The Principality is very small, as we all know, and getting lost is almost impossible. However, as previously reported, my wife has achieved the almost impossible on several occasions, usually walking straight past her destination, imagining it to be more complicated than it is.

“But I thought you had to turn left,” is often her plaintive refrain.

Generally speaking, getting lost is not a positive. Indeed, a negative. Appointments are missed.

Yet, at the Financial Times Business of Luxury event during the week I learned that getting lost is big business for at least one savvy young entrepreneur.

‘Get Lost’ is the catchy name for a special holiday scheme.
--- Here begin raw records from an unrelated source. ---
//! Shared type aliases

use chrono::{DateTime as ChronoDateTime, Utc};

/// Database DateTime type used across all DBHub crates
///
/// This is the canonical datetime type for metadata store TIMESTAMPTZ columns
/// and for timestamps carried in API responses.
///
/// # Example
/// ```rust
/// use dbhub_core::DBDateTime;
/// use serde::Serialize;
///
/// #[derive(Serialize)]
/// pub struct Response {
///     pub last_modified: DBDateTime,
/// }
/// ```
pub type DBDateTime = ChronoDateTime<Utc>;
use std::time::Duration;

use serde::{Deserialize, Serialize};
use thiserror::Error;
use tracing::warn;

/// Rendered results live for two days
pub const DEFAULT_CACHE_TTL_SECS: u64 = 172_800;
/// Resolved locations are short-lived so new uploads show up quickly
pub const DEFAULT_LOCATION_CACHE_TTL_SECS: u64 = 120;
pub const DEFAULT_CSV_MAX_ROWS: u32 = 1_000_000;

#[derive(Error, Debug)]
pub enum ConfigServiceError {
    #[error("Invalid configuration: {details}")]
    InvalidConfiguration { details: String },
}

/// Row ceilings applied to every read
#[derive(Debug, Serialize, Deserialize, Clone, PartialEq, Eq)]
pub struct ReadLimits {
    /// Rows shown to anonymous viewers
    pub anonymous_rows: u32,
    /// Lower bound of the per-user preference
    pub pref_min_rows: u32,
    /// Upper bound of the per-user preference
    pub pref_max_rows: u32,
    /// Used when a signed-in user has no stored preference
    pub pref_default_rows: u32,
    pub vis_page_rows: u32,
    pub vis_data_rows: u32,
    pub csv_max_rows: u32,
}

impl Default for ReadLimits {
    fn default() -> Self {
        Self {
            anonymous_rows: 10,
            pref_min_rows: 1,
            pref_max_rows: 500,
            pref_default_rows: 10,
            vis_page_rows: 1000,
            vis_data_rows: 2500,
            csv_max_rows: DEFAULT_CSV_MAX_ROWS,
        }
    }
}

impl ReadLimits {
    /// Clamp a stored user preference into the allowed range
    pub fn clamp_pref(&self, stored: Option<i32>) -> u32 {
        match stored {
            Some(rows) if rows > 0 => {
                (rows as u32).clamp(self.pref_min_rows, self.pref_max_rows)
            }
            Some(_) => self.pref_min_rows,
            None => self.pref_default_rows,
        }
    }
}

#[derive(Debug, Serialize, Deserialize, Clone)]
pub struct ServerConfig {
    // Required fields
    pub address: String,
    pub database_url: String,

    // External services; the in-memory fallbacks are for local use
    pub redis_url: Option<String>,
    pub s3_endpoint: Option<String>,
    pub s3_region: String,
    pub s3_access_key: Option<String>,
    #[serde(skip_serializing, default)]
    pub s3_secret_key: Option<String>,

    // Caching
    pub cache_ttl_secs: u64,
    pub location_cache_ttl_secs: u64,

    pub limits: ReadLimits,

    /// Permits the in-memory object store next to a persistent metadata store
    #[serde(default)]
    pub dev_mode: bool,
}

impl ServerConfig {
    /// Create a new configuration with defaults for everything optional
    pub fn new(address: String, database_url: String) -> Self {
        ServerConfig {
            address,
            database_url,
            redis_url: None,
            s3_endpoint: None,
            s3_region: "us-east-1".to_string(),
            s3_access_key: None,
            s3_secret_key: None,
            cache_ttl_secs: DEFAULT_CACHE_TTL_SECS,
            location_cache_ttl_secs: DEFAULT_LOCATION_CACHE_TTL_SECS,
            limits: ReadLimits::default(),
            dev_mode: false,
        }
    }

    pub fn validate(&self) -> Result<(), ConfigServiceError> {
        if self.address.trim().is_empty() {
            return Err(ConfigServiceError::InvalidConfiguration {
                details: "address must not be empty".to_string(),
            });
        }
        if self.database_url.trim().is_empty() {
            return Err(ConfigServiceError::InvalidConfiguration {
                details: "database_url must not be empty".to_string(),
            });
        }
        if self.cache_ttl_secs == 0 || self.location_cache_ttl_secs == 0 {
            return Err(ConfigServiceError::InvalidConfiguration {
                details: "cache TTLs must be at least one second".to_string(),
            });
        }
        if self.limits.csv_max_rows == 0 {
            return Err(ConfigServiceError::InvalidConfiguration {
                details: "csv_max_rows must be at least 1".to_string(),
            });
        }
        if self.s3_access_key.is_some() != self.s3_secret_key.is_some() {
            return Err(ConfigServiceError::InvalidConfiguration {
                details: "S3 access key and secret key must be given together".to_string(),
            });
        }
        if !self.has_object_store() && !self.allows_volatile_objects() {
            return Err(ConfigServiceError::InvalidConfiguration {
                details: "no object store configured; set S3 credentials, or use --dev to keep \
                          database files in memory"
                    .to_string(),
            });
        }
        Ok(())
    }

    /// S3 is used only when credentials are present
    pub fn has_object_store(&self) -> bool {
        let configured = self.s3_access_key.is_some() && self.s3_secret_key.is_some();
        if !configured && self.s3_endpoint.is_some() {
            warn!("S3 endpoint set without credentials; ignoring it");
        }
        configured
    }

    /// Files may live in memory only when the versions pointing at them
    /// vanish with the process too, or in dev mode
    pub fn allows_volatile_objects(&self) -> bool {
        self.dev_mode || self.metadata_in_memory()
    }

    fn metadata_in_memory(&self) -> bool {
        let url = self.database_url.as_str();
        url.starts_with("sqlite::memory:") || url.contains("mode=memory")
    }

    pub fn get_cache_ttl(&self) -> Duration {
        Duration::from_secs(self.cache_ttl_secs)
    }

    pub fn get_location_cache_ttl(&self) -> Duration {
        Duration::from_secs(self.location_cache_ttl_secs)
    }
}

#[cfg(test)]
mod tests {
    use super::*;

    #[test]
    fn test_defaults() {
        let config = ServerConfig::new("0.0.0.0:8080".into(), "sqlite::memory:".into());
        assert!(config.validate().is_ok());
        assert_eq!(config.get_cache_ttl(), Duration::from_secs(172_800));
        assert_eq!(config.get_location_cache_ttl(), Duration::from_secs(120));
        assert_eq!(config.limits.anonymous_rows, 10);
        assert_eq!(config.limits.vis_data_rows, 2500);
        assert!(!config.has_object_store());
    }

    #[test]
    fn test_pref_is_clamped() {
        let limits = ReadLimits::default();
        assert_eq!(limits.clamp_pref(None), 10);
        assert_eq!(limits.clamp_pref(Some(0)), 1);
        assert_eq!(limits.clamp_pref(Some(-5)), 1);
        assert_eq!(limits.clamp_pref(Some(250)), 250);
        assert_eq!(limits.clamp_pref(Some(10_000)), 500);
    }

    #[test]
    fn test_half_configured_credentials_are_rejected() {
        let mut config = ServerConfig::new("0.0.0.0:8080".into(), "sqlite::memory:".into());
        config.s3_access_key = Some("minio".into());
        assert!(config.validate().is_err());
    }

    #[test]
    fn test_zero_ttl_is_rejected() {
        let mut config = ServerConfig::new("0.0.0.0:8080".into(), "sqlite::memory:".into());
        config.location_cache_ttl_secs = 0;
        assert!(matches!(
            config.validate(),
            Err(ConfigServiceError::InvalidConfiguration { .. })
        ));
    }

    #[test]
    fn test_persistent_metadata_requires_object_store() {
        let mut config = ServerConfig::new(
            "0.0.0.0:8080".into(),
            "sqlite:///var/lib/dbhub/meta.db?mode=rwc".into(),
        );
        assert!(!config.allows_volatile_objects());
        assert!(matches!(
            config.validate(),
            Err(ConfigServiceError::InvalidConfiguration { .. })
        ));

        config.dev_mode = true;
        assert!(config.validate().is_ok());

        config.dev_mode = false;
        config.s3_access_key = Some("minio".into());
        config.s3_secret_key = Some("minio123".into());
        assert!(config.validate().is_ok());
    }

    #[test]
    fn test_in_memory_metadata_allows_memory_objects() {
        for url in ["sqlite::memory:", "sqlite://meta.db?mode=memory&cache=shared"] {
            let config = ServerConfig::new("0.0.0.0:8080".into(), url.into());
            assert!(config.allows_volatile_objects(), "{}", url);
            assert!(config.validate().is_ok(), "{}", url);
        }
    }

    #[test]
    fn test_serialized_form_omits_secret() {
        let mut config = ServerConfig::new("0.0.0.0:8080".into(), "sqlite::memory:".into());
        config.s3_secret_key = Some("hunter2".into());
        let json = serde_json::to_value(&config).unwrap();
        assert_eq!(json["limits"]["csv_max_rows"], 1_000_000);
        assert!(json.get("s3_secret_key").is_none());
    }
}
The holidaymaker, or should I say ‘victim,’ signs up to a bespoke arrangement in which he or she is taken to a mystery destination by private jet and limo and maybe snowmobile or camel and then dropped in it, in more ways than one. The client is given the task of finding his or her way home. We are not talking about Greek islands here, but various inhospitable places such as northern Sweden or any part of the Middle East where there isn’t an actual war taking place.

The client pays an undisclosed sum of money for the Get Lost holiday, part of which goes to pay retired or semi-retired Special Forces personnel to shadow the client to ensure his/her/their safety. Notice my use here of the gender-free ‘their’ pronoun. I am not sure I will always remember to use it, but here it is, once.

I know we all need stress in our lives, but I have always thought of holidays, or vacations, to be driven by get-away-from-it-all relaxation.

One day, if I retire before I die, I would love to go on a wine-tasting tour of the Saint-Emilion wine-growing area, with an emphasis on Margaux country. For example.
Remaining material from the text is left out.